Action item: Gather from the material every line that contains the string "when".

Data for review:

┄┄┄┄┄┄┄┄┄┄

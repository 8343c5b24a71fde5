//! Summary figures for the overview cards on the dashboard.

use crate::expense::Expense;

/// The aggregate figures displayed above the expense table.
///
/// The figures always cover the full expense list, not the filtered view, so
/// they stay stable while the user searches.
#[derive(Debug, Clone, Copy, PartialEq, Default)]
pub struct ExpenseSummary {
    /// The sum of all expense amounts.
    pub total: f64,
    /// The mean expense amount, or zero when there are no expenses.
    pub average: f64,
    /// The largest single expense amount, or zero when there are no expenses.
    pub maximum: f64,
}

impl ExpenseSummary {
    /// Compute the summary figures for `expenses`.
    pub fn from_expenses(expenses: &[Expense]) -> Self {
        let total: f64 = expenses.iter().map(|expense| expense.amount).sum();
        let average = if expenses.is_empty() {
            0.0
        } else {
            total / expenses.len() as f64
        };
        let maximum = expenses
            .iter()
            .map(|expense| expense.amount)
            .fold(0.0, f64::max);

        Self {
            total,
            average,
            maximum,
        }
    }
}

#[cfg(test)]
mod summary_tests {
    use time::macros::date;

    use crate::test_utils::expense;

    use super::ExpenseSummary;

    const TODAY: time::Date = date!(2025 - 03 - 14);

    #[test]
    fn empty_list_produces_zeroes() {
        let got = ExpenseSummary::from_expenses(&[]);

        assert_eq!(got, ExpenseSummary::default());
    }

    #[test]
    fn computes_total_average_and_maximum() {
        let expenses = [
            expense("1", "Coffee", 4.0, TODAY),
            expense("2", "Lunch", 16.0, TODAY),
            expense("3", "Bus fare", 2.5, TODAY),
        ];

        let got = ExpenseSummary::from_expenses(&expenses);

        assert_eq!(got.total, 22.5);
        assert_eq!(got.average, 7.5);
        assert_eq!(got.maximum, 16.0);
    }

    #[test]
    fn single_expense_is_its_own_summary() {
        let expenses = [expense("1", "Coffee", 4.5, TODAY)];

        let got = ExpenseSummary::from_expenses(&expenses);

        assert_eq!(got.total, 4.5);
        assert_eq!(got.average, 4.5);
        assert_eq!(got.maximum, 4.5);
    }

    #[test]
    fn total_is_average_times_count() {
        let expenses: Vec<_> = (1..=7)
            .map(|n| expense(&n.to_string(), "Item", n as f64 * 1.25, TODAY))
            .collect();

        let got = ExpenseSummary::from_expenses(&expenses);

        let want_total = got.average * expenses.len() as f64;
        assert!(
            (got.total - want_total).abs() < 1e-9,
            "want total {want_total}, got {}",
            got.total
        );
    }
}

┄┄┄┄┄┄┄┄┄┄

Answer to the exercise:
    /// The mean expense amount, or zero when there are no expenses.
    /// The largest single expense amount, or zero when there are no expenses.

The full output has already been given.